Classifications of ML Methods
Here are a few ways commonly used to classify ML systems:
- supervision based
- incremental learning based
- generalisability
Supervision
In this classification, there are four main classes based on the amount or type of supervision
Supervised
- Data
- Labelled examples \large{({\bold x_i},y_i)_{i=1}^N}
- \large x_i is a feature vector(\large n-dimensional vector of numerical features \large x^d)
- represent objects numerically e.g. for an image, \large x^{(1)} could be the hue, and \large x^{(2)} could be the intensity
- useful for comparing objects e.g. euclidean distance
- granularity depends on the purpose
- \large y_i can take the form of a member of a set, real number, matrix, vector etc.
- Tasks
- Classification e.g. spam filter
- Predict numeric values based on predictors (features) e.g. house price given room numbers and areas
- Goal
- Train a model on a dataset to predict labels based on input feature vectors
- Methods
- Linear regression
- Logistic regression
- kNN
- SVM
- DT (& random forests)
- Neural networks
Unsupervised
- Data
- Unlabelled examples \large{({\bold x_i})_{i=1}^N}
- \large x_i is a feature vector
- Tasks
- Clustering - group data points with shared attributes to extrapolate a relationship e.g. molecular structure similarity
- Anomaly/Outlier detection - find outliers e.g. fraud-detection
- Rule learning
- Goal
- Clustering - transform feature vector \large \bold x into a useful value e.g. an id
- Dimensionality reduction - output feature vector should have fewer features than \large \bold x
- Anomaly/Outlier detection - output value quantifies the difference of \large \bold x from the data
- Methods
- Clustering
- Exclusive
- K-means
- Hierarchical
- Soft - more probabilistic
- GMM
- Expectation Maximisation
- Exclusive
- Association
- Apriori
- Eclat
- Dimensionality reduction
- PCA
- SVD
- LLE
- t-SNE
- Clustering
- Challenges
- Computation and time complexity of training
- Can be unclear as to basis for clustering
- Accuracy
Semi-Supervised
- Data usually partially labelled
- Combination of supervised and unsupervised
- Methods
- Deep Belief Networks (DBN) - based on stacked Restricted Boltzmann machines
Reinforcement
- Agent - learning system
- observes the environment - state
- makes decisions
- performs actions
- feedback loop - penalties or rewards - aims to maximise rewards
- Learns a policy - a function that takes the state as an input feature vector and outputs an action that leads to the highest expected average reward
Incremental
Split into batch (non-incremental) and online
Batch Learning
- Offline - unable to learn incrementally from a data stream (usually due to complexity)

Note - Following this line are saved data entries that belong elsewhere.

use serde::{Deserialize, Serialize};
use sqlx::{FromRow, PgPool};
use std::fmt;
use std::str::FromStr;
use time::OffsetDateTime;
use uuid::Uuid;

/// Job lifecycle status. Any value may be set at any time; the lifecycle
/// order Open -> In Progress -> Completed is not enforced as a state
/// machine.
#[derive(Debug, Clone, Copy, PartialEq, Eq, Serialize, Deserialize, sqlx::Type)]
#[sqlx(type_name = "job_status")]
pub enum JobStatus {
    Open,
    #[serde(rename = "In Progress")]
    #[sqlx(rename = "In Progress")]
    InProgress,
    Completed,
}

impl FromStr for JobStatus {
    type Err = ();

    fn from_str(s: &str) -> Result<Self, Self::Err> {
        match s {
            "Open" => Ok(JobStatus::Open),
            "In Progress" => Ok(JobStatus::InProgress),
            "Completed" => Ok(JobStatus::Completed),
            _ => Err(()),
        }
    }
}

impl fmt::Display for JobStatus {
    fn fmt(&self, f: &mut fmt::Formatter<'_>) -> fmt::Result {
        let s = match self {
            JobStatus::Open => "Open",
            JobStatus::InProgress => "In Progress",
            JobStatus::Completed => "Completed",
        };
        f.write_str(s)
    }
}

#[derive(Debug, Clone, Serialize, Deserialize, FromRow)]
#[serde(rename_all = "camelCase")]
pub struct Job {
    pub id: Uuid,
    pub title: String,
    pub creator: String,
    pub description: String,
    pub description_images: Vec<String>,
    pub created_by: Uuid,
    /// Zip code the job is located in.
    pub location: String,
    pub payment: f64,
    pub status: JobStatus,
    pub applicants: Vec<Uuid>,
    pub accepted_applicant: Option<Uuid>,
    #[serde(with = "time::serde::rfc3339")]
    pub date_created: OffsetDateTime,
    #[serde(with = "time::serde::rfc3339::option")]
    pub date_completed: Option<OffsetDateTime>,
}

pub struct NewJob<'a> {
    pub title: &'a str,
    pub creator: &'a str,
    pub description: &'a str,
    pub description_images: &'a [String],
    pub location: &'a str,
    pub payment: f64,
}

#[derive(Debug, Clone, Serialize, Deserialize, FromRow)]
#[serde(rename_all = "camelCase")]
pub struct Application {
    pub id: Uuid,
    pub user_id: Uuid,
    pub job_id: Uuid,
    pub message: String,
    #[serde(with = "time::serde::rfc3339")]
    pub date_applied: OffsetDateTime,
}

const JOB_COLUMNS: &str = "id, title, creator, description, description_images, created_by, \
     location, payment, status, applicants, accepted_applicant, date_created, date_completed";

const APPLICATION_COLUMNS: &str = "id, user_id, job_id, message, date_applied";

impl Job {
    /// Insert the job and append its id to the owner's created-jobs list.
    /// Both writes commit or neither does.
    pub async fn create(db: &PgPool, owner_id: Uuid, new: NewJob<'_>) -> anyhow::Result<Job> {
        let mut tx = db.begin().await?;

        let job = sqlx::query_as::<_, Job>(&format!(
            r#"
            INSERT INTO jobs (title, creator, description, description_images, created_by, location, payment)
            VALUES ($1, $2, $3, $4, $5, $6, $7)
            RETURNING {JOB_COLUMNS}
            "#
        ))
        .bind(new.title)
        .bind(new.creator)
        .bind(new.description)
        .bind(new.description_images)
        .bind(owner_id)
        .bind(new.location)
        .bind(new.payment)
        .fetch_one(&mut *tx)
        .await?;

        sqlx::query("UPDATE users SET jobs_created = array_append(jobs_created, $1) WHERE id = $2")
            .bind(job.id)
            .bind(owner_id)
            .execute(&mut *tx)
            .await?;

        tx.commit().await?;
        Ok(job)
    }

    pub async fn find_by_id(db: &PgPool, id: Uuid) -> anyhow::Result<Option<Job>> {
        let job =
            sqlx::query_as::<_, Job>(&format!("SELECT {JOB_COLUMNS} FROM jobs WHERE id = $1"))
                .bind(id)
                .fetch_optional(db)
                .await?;
        Ok(job)
    }

    pub async fn find_all(db: &PgPool) -> anyhow::Result<Vec<Job>> {
        let jobs = sqlx::query_as::<_, Job>(&format!(
            "SELECT {JOB_COLUMNS} FROM jobs ORDER BY date_created DESC"
        ))
        .fetch_all(db)
        .await?;
        Ok(jobs)
    }

    pub async fn find_by_zip(db: &PgPool, zipcode: &str) -> anyhow::Result<Vec<Job>> {
        let jobs = sqlx::query_as::<_, Job>(&format!(
            "SELECT {JOB_COLUMNS} FROM jobs WHERE location = $1 ORDER BY date_created DESC"
        ))
        .bind(zipcode)
        .fetch_all(db)
        .await?;
        Ok(jobs)
    }

    /// Intersection filter; a `None` for either criterion means "any".
    pub async fn filter(
        db: &PgPool,
        zipcode: Option<&str>,
        status: Option<JobStatus>,
    ) -> anyhow::Result<Vec<Job>> {
        let jobs = sqlx::query_as::<_, Job>(&format!(
            r#"
            SELECT {JOB_COLUMNS} FROM jobs
            WHERE ($1::text IS NULL OR location = $1)
              AND ($2::job_status IS NULL OR status = $2)
            ORDER BY date_created DESC
            "#
        ))
        .bind(zipcode)
        .bind(status)
        .fetch_all(db)
        .await?;
        Ok(jobs)
    }

    /// No transition-order guard; moving to Completed stamps the
    /// completion time, moving away clears it.
    pub async fn update_status(
        db: &PgPool,
        id: Uuid,
        status: JobStatus,
    ) -> anyhow::Result<Option<Job>> {
        let job = sqlx::query_as::<_, Job>(&format!(
            r#"
            UPDATE jobs
            SET status = $2,
                date_completed = CASE WHEN $2 = 'Completed'::job_status THEN now() END
            WHERE id = $1
            RETURNING {JOB_COLUMNS}
            "#
        ))
        .bind(id)
        .bind(status)
        .fetch_optional(db)
        .await?;
        Ok(job)
    }

    pub async fn edit(db: &PgPool, id: Uuid, new: NewJob<'_>) -> anyhow::Result<Option<Job>> {
        let job = sqlx::query_as::<_, Job>(&format!(
            r#"
            UPDATE jobs
            SET title = $2, description = $3, description_images = $4, location = $5, payment = $6
            WHERE id = $1
            RETURNING {JOB_COLUMNS}
            "#
        ))
        .bind(id)
        .bind(new.title)
        .bind(new.description)
        .bind(new.description_images)
        .bind(new.location)
        .bind(new.payment)
        .fetch_optional(db)
        .await?;
        Ok(job)
    }

    /// Remove the job and pull its id from the creator's created-jobs
    /// list in one transaction. Applications that referenced the job are
    /// left in place; the profile joins skip them.
    pub async fn delete(db: &PgPool, id: Uuid) -> anyhow::Result<bool> {
        let mut tx = db.begin().await?;

        let deleted: Option<(Uuid,)> =
            sqlx::query_as("DELETE FROM jobs WHERE id = $1 RETURNING created_by")
                .bind(id)
                .fetch_optional(&mut *tx)
                .await?;

        let Some((owner_id,)) = deleted else {
            tx.rollback().await?;
            return Ok(false);
        };

        sqlx::query("UPDATE users SET jobs_created = array_remove(jobs_created, $1) WHERE id = $2")
            .bind(id)
            .bind(owner_id)
            .execute(&mut *tx)
            .await?;

        tx.commit().await?;
        Ok(true)
    }
}

impl Application {
    pub async fn find_by_user_and_job(
        db: &PgPool,
        user_id: Uuid,
        job_id: Uuid,
    ) -> anyhow::Result<Option<Application>> {
        let app = sqlx::query_as::<_, Application>(&format!(
            "SELECT {APPLICATION_COLUMNS} FROM applications WHERE user_id = $1 AND job_id = $2"
        ))
        .bind(user_id)
        .bind(job_id)
        .fetch_optional(db)
        .await?;
        Ok(app)
    }

    pub async fn list_for_job(db: &PgPool, job_id: Uuid) -> anyhow::Result<Vec<Application>> {
        let apps = sqlx::query_as::<_, Application>(&format!(
            "SELECT {APPLICATION_COLUMNS} FROM applications WHERE job_id = $1 ORDER BY date_applied ASC"
        ))
        .bind(job_id)
        .fetch_all(db)
        .await?;
        Ok(apps)
    }

    pub async fn list_for_user(db: &PgPool, user_id: Uuid) -> anyhow::Result<Vec<Application>> {
        let apps = sqlx::query_as::<_, Application>(&format!(
            "SELECT {APPLICATION_COLUMNS} FROM applications WHERE user_id = $1 ORDER BY date_applied ASC"
        ))
        .bind(user_id)
        .fetch_all(db)
        .await?;
        Ok(apps)
    }

    /// Create the application and append its id to the job's applicant
    /// list and the user's applied list, all in one transaction. The
    /// unique (user_id, job_id) index backstops the caller's duplicate
    /// pre-check under concurrent applies.
    pub async fn apply(
        db: &PgPool,
        user_id: Uuid,
        job_id: Uuid,
        message: &str,
    ) -> anyhow::Result<Application> {
        let mut tx = db.begin().await?;

        let app = sqlx::query_as::<_, Application>(&format!(
            r#"
            INSERT INTO applications (user_id, job_id, message)
            VALUES ($1, $2, $3)
            RETURNING {APPLICATION_COLUMNS}
            "#
        ))
        .bind(user_id)
        .bind(job_id)
        .bind(message)
        .fetch_one(&mut *tx)
        .await?;

        sqlx::query("UPDATE jobs SET applicants = array_append(applicants, $1) WHERE id = $2")
            .bind(app.id)
            .bind(job_id)
            .execute(&mut *tx)
            .await?;

        sqlx::query("UPDATE users SET jobs_applied = array_append(jobs_applied, $1) WHERE id = $2")
            .bind(app.id)
            .bind(user_id)
            .execute(&mut *tx)
            .await?;

        tx.commit().await?;
        Ok(app)
    }
}

/// Applicant row joined with the applying user, for the per-job
/// applicants listing. Applications whose user record is gone drop out
/// of the join.
#[derive(Debug, FromRow)]
pub struct ApplicantRow {
    pub first_name: String,
    pub last_name: String,
    pub email: String,
    pub phone: String,
    pub date_applied: OffsetDateTime,
    pub message: String,
}

impl ApplicantRow {
    pub async fn for_job(db: &PgPool, job_id: Uuid) -> anyhow::Result<Vec<ApplicantRow>> {
        let rows = sqlx::query_as::<_, ApplicantRow>(
            r#"
            SELECT u.first_name, u.last_name, u.email, u.phone, a.date_applied, a.message
            FROM applications a
            JOIN users u ON u.id = a.user_id
            WHERE a.job_id = $1
            ORDER BY a.date_applied ASC
            "#,
        )
        .bind(job_id)
        .fetch_all(db)
        .await?;
        Ok(rows)
    }
}

#[cfg(test)]
mod tests {
    use super::*;

    #[test]
    fn status_parses_the_three_values() {
        assert_eq!("Open".parse::<JobStatus>().unwrap(), JobStatus::Open);
        assert_eq!(
            "In Progress".parse::<JobStatus>().unwrap(),
            JobStatus::InProgress
        );
        assert_eq!(
            "Completed".parse::<JobStatus>().unwrap(),
            JobStatus::Completed
        );
        assert!("open".parse::<JobStatus>().is_err());
        assert!("Done".parse::<JobStatus>().is_err());
        assert!("".parse::<JobStatus>().is_err());
    }

    #[test]
    fn status_display_matches_wire_form() {
        assert_eq!(JobStatus::InProgress.to_string(), "In Progress");
        assert_eq!(
            serde_json::to_string(&JobStatus::InProgress).unwrap(),
            r#""In Progress""#
        );
        let parsed: JobStatus = serde_json::from_str(r#""In Progress""#).unwrap();
        assert_eq!(parsed, JobStatus::InProgress);
    }
}

#[cfg(test)]
mod db_tests {
    use super::*;
    use crate::auth::repo::{NewUser, User};
    use crate::error::ApiError;
    use axum::http::StatusCode;
    use time::macros::date;

    async fn seed_user(db: &PgPool, email: &str, phone: &str) -> User {
        User::create(
            db,
            NewUser {
                first_name: "Test",
                last_name: "User",
                email,
                phone,
                zipcode: "90210",
                birthdate: date!(1990 - 01 - 01),
                password_hash: "$argon2id$v=19$not-a-real-hash",
            },
        )
        .await
        .expect("seed user")
    }

    async fn seed_job(db: &PgPool, owner: &User) -> Job {
        Job::create(
            db,
            owner.id,
            NewJob {
                title: "Mow lawn",
                creator: "Test User",
                description: "Front and back yard",
                description_images: &[],
                location: "90210",
                payment: 100.0,
            },
        )
        .await
        .expect("create job")
    }

    #[sqlx::test]
    async fn create_inserts_job_and_appends_owner_list(pool: PgPool) {
        let owner = seed_user(&pool, "owner@example.com", "5550000001").await;
        let job = seed_job(&pool, &owner).await;

        let fetched = Job::find_by_id(&pool, job.id)
            .await
            .unwrap()
            .expect("job row exists");
        assert_eq!(fetched.status, JobStatus::Open);
        assert_eq!(fetched.created_by, owner.id);

        let owner = User::find_by_id(&pool, owner.id).await.unwrap().unwrap();
        assert!(
            owner.jobs_created.contains(&job.id),
            "owner list and job row commit together"
        );
    }

    #[sqlx::test]
    async fn apply_links_application_to_job_and_user(pool: PgPool) {
        let owner = seed_user(&pool, "owner@example.com", "5550000001").await;
        let applicant = seed_user(&pool, "applicant@example.com", "5550000002").await;
        let job = seed_job(&pool, &owner).await;

        let app = Application::apply(&pool, applicant.id, job.id, "I have a mower")
            .await
            .expect("first apply");

        let job = Job::find_by_id(&pool, job.id).await.unwrap().unwrap();
        assert!(job.applicants.contains(&app.id));
        let applicant = User::find_by_id(&pool, applicant.id).await.unwrap().unwrap();
        assert!(applicant.jobs_applied.contains(&app.id));
    }

    #[sqlx::test]
    async fn second_apply_for_same_pair_is_conflict(pool: PgPool) {
        let owner = seed_user(&pool, "owner@example.com", "5550000001").await;
        let applicant = seed_user(&pool, "applicant@example.com", "5550000002").await;
        let job = seed_job(&pool, &owner).await;

        Application::apply(&pool, applicant.id, job.id, "first")
            .await
            .expect("first apply");
        let err = Application::apply(&pool, applicant.id, job.id, "second")
            .await
            .unwrap_err();

        let api = ApiError::from(err);
        assert_eq!(api.status_code(), StatusCode::CONFLICT);
        assert_eq!(api.to_string(), "User has already applied to this job");

        let apps = Application::list_for_job(&pool, job.id).await.unwrap();
        assert_eq!(apps.len(), 1, "pair count stays at one after a retry");
        let applicant = User::find_by_id(&pool, applicant.id).await.unwrap().unwrap();
        assert_eq!(
            applicant.jobs_applied.len(),
            1,
            "failed apply must not leave a dangling list entry"
        );
    }
}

- System trained first then applied, without learning further unless it is taken offline and retrained
- Can be automated e.g. weekly
- High computational requirements
Online learning
- Training using small sequential chunks of data - streamed
- Does not require storage of previous data
- Learning steps are of low complexity therefore can be performed on mobile systems
- Can also be used to process extremely large datasets as a stream
- Learning rate
- if high, will forget old data faster, sensitive to noise
- if low, inertia will be high, slower to learn, less sensitive to noise or outliers
- Corrupted or errors in the stream can affect the performance in real-time
- pair with anomaly detection
Generalisability
Can also categorise based on models of generalisation
Instance based learning
- Learn from prior examples, then generalise to new data using a measure of similarity
Model based learning
- Build or select a model from prior examples
- Define a fitness function or cost function
- Minimise cost or maximise fitness, depending on the chosen model
- Train the model on the training data to optimise parameters for a reasonable fit
- Make predictions
References
- Burkov, A. (2019) The Hundred-Page Machine Learning Book.
- Geron, A. (2017) Hands-On Machine Learning with Scikit-Learn & TensorFlow : concepts, tools, and techniques to build intelligent systems.